100Hands: Making Light Work of Luxury

Using ancient techniques originally reserved for nobility, 100Hands creates shirts with a kind of flair not often seen in shirtmaking today.
100Hands: Making Light Work of Luxury
While Italy, France and England remain bastions of tailoring and shirtmaking, in recent years other countries have emerged with style, craft and panache. The likes of B&Tailor in Korea or Ciccio in Japan have shown the world their take on traditional tailoring with impressive flair. And let’s be clear – it’s refreshing to have great people of the craft from across the continents showing Europeans how it is done. The result is a virtuous circle of improvement, strive for perfection and proof that artisans around the globe are renewing their interest in quality. One country that is seldom mentioned for high-end menswear is India. Craft has, nonetheless, been how many people have made a living in India since 2000 BC and that heritage is, according to Akshat Jain, co-owner of 100Hands, “what gave us something so valuable to offer”. Thanks to its roots in the embroidery trade, 100Hands employs descendants of the families who hand-embroidered textiles for the Maharajas of India and are therefore well versed in the finest needle-craft techniques from the 17th century – ones they still use today to make each shirt. Beautiful garments take time, patience and skill, and watching the seamstresses at work in their atelier is a constant reminder of this. Akshat is willingly transparent about the shirts being made in India and is incredibly proud of it. The name of the company represents yet more proof of the respect it has for its skilled workers. Rather than naming it after the founders or the family owning it, the name of the company is an homage to the 50 pairs of hands it takes to produce a single handmade shirt. In regards to working conditions, it seems only natural to the owners of 100Hands to give a comfortable environment, with marble floors, air-conditioning and a dust-free climate, in addition to wages far above the average for garment workers. 100Hands remains conscious that to have the best products, it needs to provide workers with the best environment, and the brand goes the extra mile by giving all unused pieces of fabrics to local organisations to create clothes for children.
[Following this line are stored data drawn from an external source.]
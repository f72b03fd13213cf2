//! Functional data expressed as coefficients in a basis.

use super::{Basis, CoordinateKey, VectorValued};
use crate::error::{FdaError, Result};
use crate::fdata::{same_domain, FData};
use crate::grid::FDataGrid;
use crate::matrix::FdMatrix;

/// A sample of functions `x_i = Σ_k c_ik φ_k` in a common basis.
#[derive(Debug, Clone, PartialEq)]
#[cfg_attr(feature = "serde", derive(serde::Serialize, serde::Deserialize))]
pub struct FDataBasis {
    basis: Basis,
    coefficients: FdMatrix,
    dataset_name: Option<String>,
    coordinate_names: Vec<Option<String>>,
    sample_names: Vec<Option<String>>,
}

impl FDataBasis {
    /// Create from a basis and an `n_samples x n_basis` coefficient matrix.
    pub fn new(basis: Basis, coefficients: FdMatrix) -> Result<Self> {
        if coefficients.ncols() != basis.n_basis() {
            return Err(FdaError::DimensionMismatch {
                what: "coefficient columns",
                expected: basis.n_basis(),
                found: coefficients.ncols(),
            });
        }
        let dim_codomain = basis.dim_codomain();
        let n_samples = coefficients.nrows();
        Ok(Self {
            basis,
            coefficients,
            dataset_name: None,
            coordinate_names: vec![None; dim_codomain],
            sample_names: vec![None; n_samples],
        })
    }

    /// Set the dataset name.
    pub fn with_dataset_name(mut self, name: impl Into<String>) -> Self {
        self.dataset_name = Some(name.into());
        self
    }

    /// Set one optional name per codomain coordinate.
    pub fn with_coordinate_names(mut self, names: Vec<Option<String>>) -> Result<Self> {
        if names.len() != self.dim_codomain() {
            return Err(FdaError::DimensionMismatch {
                what: "coordinate names",
                expected: self.dim_codomain(),
                found: names.len(),
            });
        }
        self.coordinate_names = names;
        Ok(self)
    }

    /// Set one optional name per sample.
    pub fn with_sample_names(mut self, names: Vec<Option<String>>) -> Result<Self> {
        if names.len() != self.n_samples() {
            return Err(FdaError::DimensionMismatch {
                what: "sample names",
                expected: self.n_samples(),
                found: names.len(),
            });
        }
        self.sample_names = names;
        Ok(self)
    }

    /// Copy sharing every attribute except the basis, coefficients and
    /// coordinate names.
    pub(crate) fn with_representation(
        &self,
        basis: Basis,
        coefficients: FdMatrix,
        coordinate_names: Vec<Option<String>>,
    ) -> Self {
        Self {
            basis,
            coefficients,
            dataset_name: self.dataset_name.clone(),
            coordinate_names,
            sample_names: self.sample_names.clone(),
        }
    }

    /// The basis.
    pub fn basis(&self) -> &Basis {
        &self.basis
    }

    /// The `n_samples x n_basis` coefficient matrix.
    pub fn coefficients(&self) -> &FdMatrix {
        &self.coefficients
    }

    /// Values at `points`: one `n_samples x n_points` matrix per coordinate.
    pub fn evaluate(&self, points: &[f64]) -> Result<Vec<FdMatrix>> {
        self.basis
            .evaluate(points)?
            .iter()
            .map(|phi| self.coefficients.matmul(phi))
            .collect()
    }

    /// Discretize on `points`, keeping names and the domain range.
    pub fn to_grid(&self, points: Vec<f64>) -> Result<FDataGrid> {
        let values = self.evaluate(&points)?;
        let mut grid = FDataGrid::new(values, vec![points])?
            .with_domain_range(self.basis.domain_range().to_vec())?
            .with_coordinate_names(self.coordinate_names.clone())?
            .with_sample_names(self.sample_names.clone())?;
        if let Some(name) = &self.dataset_name {
            grid = grid.with_dataset_name(name.clone());
        }
        Ok(grid)
    }

    /// Derivative of the given order, expressed in the derivative basis.
    pub fn derivative(&self, order: usize) -> Result<Self> {
        let (basis, coefficients) = self
            .basis
            .derivative_basis_and_coefs(&self.coefficients, order)?;
        Ok(self.with_representation(basis, coefficients, self.coordinate_names.clone()))
    }

    /// Select codomain coordinates.
    ///
    /// Selecting every coordinate returns an unchanged copy. Scalar bases
    /// only have coordinate 0.
    pub fn coordinate(&self, key: impl Into<CoordinateKey>) -> Result<Self> {
        let key = key.into();
        let range = key.validate(self.dim_codomain())?;
        let full = range == (0..self.dim_codomain());

        match &self.basis {
            Basis::VectorValued(vv) if !full || matches!(key, CoordinateKey::Index(_)) => {
                vv.coordinate_nonfull(self, &key)
            }
            _ => Ok(self.clone()),
        }
    }

    /// Stack the coordinates of `self` and `other` into a vector-valued
    /// representation. Vector-valued inputs contribute all their children.
    pub fn concatenate_coordinates(&self, other: &FDataBasis) -> Result<Self> {
        if self.n_samples() != other.n_samples() {
            return Err(FdaError::config(format!(
                "cannot concatenate coordinates of objects with {} and {} samples",
                self.n_samples(),
                other.n_samples()
            )));
        }
        if !same_domain(self.domain_range(), other.domain_range()) {
            return Err(FdaError::config("functional data objects must share the same domain"));
        }

        let children = |b: &Basis| -> Vec<Basis> {
            match b {
                Basis::VectorValued(vv) => vv.basis_list().to_vec(),
                scalar => vec![scalar.clone()],
            }
        };
        let mut basis_list = children(&self.basis);
        basis_list.extend(children(&other.basis));

        let basis = Basis::VectorValued(VectorValued::new(basis_list)?);
        let coefficients =
            FdMatrix::hstack(&[self.coefficients.clone(), other.coefficients.clone()])?;
        let mut coordinate_names = self.coordinate_names.clone();
        coordinate_names.extend(other.coordinate_names.iter().cloned());

        Ok(self.with_representation(basis, coefficients, coordinate_names))
    }
}

impl FData for FDataBasis {
    fn n_samples(&self) -> usize {
        self.coefficients.nrows()
    }

    fn dim_domain(&self) -> usize {
        self.basis.dim_domain()
    }

    fn dim_codomain(&self) -> usize {
        self.basis.dim_codomain()
    }

    fn domain_range(&self) -> &[[f64; 2]] {
        self.basis.domain_range()
    }

    fn dataset_name(&self) -> Option<&str> {
        self.dataset_name.as_deref()
    }

    fn coordinate_names(&self) -> &[Option<String>] {
        &self.coordinate_names
    }

    fn sample_names(&self) -> &[Option<String>] {
        &self.sample_names
    }
}

#[cfg(test)]
mod tests {
    use super::*;
    use crate::helpers::linspace;

    fn sample_vector_fd() -> FDataBasis {
        let basis = Basis::vector_valued(vec![
            Basis::monomial([0.0, 1.0], 3).unwrap(),
            Basis::bspline([0.0, 1.0], 4, 3).unwrap(),
            Basis::fourier([0.0, 1.0], 3).unwrap(),
        ])
        .unwrap();
        let coefs = FdMatrix::from_rows(&[
            (0..10).map(|k| k as f64).collect(),
            (0..10).map(|k| (k as f64).sin()).collect(),
        ])
        .unwrap();
        FDataBasis::new(basis, coefs)
            .unwrap()
            .with_dataset_name("curves")
            .with_coordinate_names(vec![Some("x".into()), Some("y".into()), None])
            .unwrap()
    }

    #[test]
    fn test_new_checks_coefficients() {
        let basis = Basis::monomial([0.0, 1.0], 3).unwrap();
        assert!(FDataBasis::new(basis, FdMatrix::zeros(2, 2)).is_err());
    }

    #[test]
    fn test_evaluate_scalar() {
        let basis = Basis::monomial([0.0, 1.0], 2).unwrap();
        let fd = FDataBasis::new(basis, FdMatrix::from_rows(&[vec![1.0, 2.0]]).unwrap()).unwrap();
        let vals = fd.evaluate(&[0.0, 0.5, 1.0]).unwrap();
        assert_eq!(vals.len(), 1);
        assert_eq!(vals[0].row(0), vec![1.0, 2.0, 3.0]);
    }

    #[test]
    fn test_coordinate_index_is_scalar() {
        let fd = sample_vector_fd();
        let y = fd.coordinate(1).unwrap();
        assert_eq!(y.basis(), &Basis::bspline([0.0, 1.0], 4, 3).unwrap());
        assert_eq!(y.coefficients(), &fd.coefficients().columns_range(3, 7));
        assert_eq!(y.coordinate_names(), &[Some("y".to_string())]);
        assert_eq!(y.dataset_name(), Some("curves"));
    }

    #[test]
    fn test_coordinate_prefix_matches_slicing() {
        let fd = sample_vector_fd();
        let vv = match fd.basis() {
            Basis::VectorValued(vv) => vv.clone(),
            _ => unreachable!(),
        };
        for k in 1..=3 {
            let sel = fd.coordinate(0..k).unwrap();
            let n_cols: usize = vv.basis_list()[..k].iter().map(Basis::n_basis).sum();
            assert_eq!(sel.coefficients(), &fd.coefficients().columns_range(0, n_cols));
            assert_eq!(sel.dim_codomain(), k);
        }
    }

    #[test]
    fn test_coordinate_full_range_is_unchanged() {
        let fd = sample_vector_fd();
        assert_eq!(fd.coordinate(0..3).unwrap(), fd);
    }

    #[test]
    fn test_coordinate_invalid_selection() {
        let fd = sample_vector_fd();
        assert!(matches!(fd.coordinate(3), Err(FdaError::InvalidCoordinate(_))));
        assert!(matches!(fd.coordinate(2..2), Err(FdaError::InvalidCoordinate(_))));
        assert!(matches!(fd.coordinate(1..5), Err(FdaError::InvalidCoordinate(_))));
    }

    #[test]
    fn test_coordinate_of_scalar() {
        let basis = Basis::monomial([0.0, 1.0], 2).unwrap();
        let fd = FDataBasis::new(basis, FdMatrix::zeros(1, 2)).unwrap();
        assert_eq!(fd.coordinate(0).unwrap(), fd);
        assert!(fd.coordinate(1).is_err());
    }

    #[test]
    fn test_derivative_commutes_with_coordinates() {
        let fd = sample_vector_fd();
        let t = linspace(0.0, 1.0, 9);
        let whole = fd.derivative(1).unwrap().evaluate(&t).unwrap();
        for i in 0..3 {
            let coord = fd.coordinate(i).unwrap().derivative(1).unwrap();
            let single = coord.evaluate(&t).unwrap();
            for (a, b) in whole[i].as_slice().iter().zip(single[0].as_slice()) {
                assert!((a - b).abs() < 1e-10);
            }
        }
    }

    #[test]
    fn test_to_grid_keeps_metadata() {
        let fd = sample_vector_fd();
        let grid = fd.to_grid(linspace(0.0, 1.0, 5)).unwrap();
        assert_eq!(grid.dim_codomain(), 3);
        assert_eq!(grid.n_samples(), 2);
        assert_eq!(grid.dataset_name(), Some("curves"));
        assert_eq!(grid.coordinate_names()[0], Some("x".to_string()));
    }

    #[test]
    fn test_concatenate_coordinates() {
        let a = FDataBasis::new(
            Basis::monomial([0.0, 1.0], 2).unwrap(),
            FdMatrix::from_rows(&[vec![1.0, 2.0]]).unwrap(),
        )
        .unwrap();
        let b = FDataBasis::new(
            Basis::constant([0.0, 1.0]).unwrap(),
            FdMatrix::from_rows(&[vec![7.0]]).unwrap(),
        )
        .unwrap();
        let c = a.concatenate_coordinates(&b).unwrap();
        assert_eq!(c.dim_codomain(), 2);
        assert_eq!(c.coefficients().row(0), vec![1.0, 2.0, 7.0]);
        let back = c.coordinate(1).unwrap();
        assert_eq!(back.basis(), b.basis());
        assert_eq!(back.coefficients(), b.coefficients());

        let other_domain = FDataBasis::new(
            Basis::constant([0.0, 2.0]).unwrap(),
            FdMatrix::from_rows(&[vec![7.0]]).unwrap(),
        )
        .unwrap();
        assert!(a.concatenate_coordinates(&other_domain).is_err());
    }
}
Varvara and Akshat Jain, founders of 100Hands.
Inside 100Hands' factory in India.
Each buttonhole is embroidered by hand and takes approximately 45 minutes to complete.
Each 100Hands shirt takes approximately 35 hours to make. Photograph by James Munro.
100Hands uses silk thread to achieve an ultra-fine stitch. Photograph by James Munro.
100Hands initially ventured into shirtmaking with six craftsmen creating exclusively for family and friends, without any commercial intent. However, Akshat’s father was unimpressed with the quality of shirts he would see on the market and became nostalgic for how well they were made in the past. His desire to construct shirts the same way his ancestors did means the company now employs 140 artisans to make a limited number of shirts per day, each taking 35 hours to make. But the number of hours isn’t of particular interest to 100 Hands – it is the “level of precision that defines true quality”, according to Akshat. For instance, the buttonholes are made using an ancient method embroidering on the extreme edge of the cut by placing the buttonhole on a flatbed. The finest needle is used for the procedure to place more than twice the number of stitches than normally included in a traditional handmade buttonhole. That’s 45 minutes for one buttonhole. The company supplies shirts to some of the most prestigious Savile Row houses, Parisian tailors and a few beautiful menswear temples across the world under private label, but is also serious about expanding under its own name, and rightly so. As a client himself, and a friend of The Rake, tailor Lorenzo Cifonelli says he “recognises (in 100Hands) the value of authenticity that we are all defending at Cifonelli” and that he admires “the creativity that exists while also respecting a high quality of craftsmanship”. Akshat also admits that when showing the pattern matching of the 100Hands collection at Japan’s Isetan two years ago, the buyers stood up and started clapping to salute the level of craftsmanship. Indeed, considering the dedication to craft and its role in shaking the stigma attached to India as an unfavourable labour market for garment-making, 100Hands deserves a round of applause.
100Hands has created a collection of shirts exclusively for The Rake. Photograph by James Munro.
Each shirt has gold thread stitched into the side gusset. Photograph by James Munro.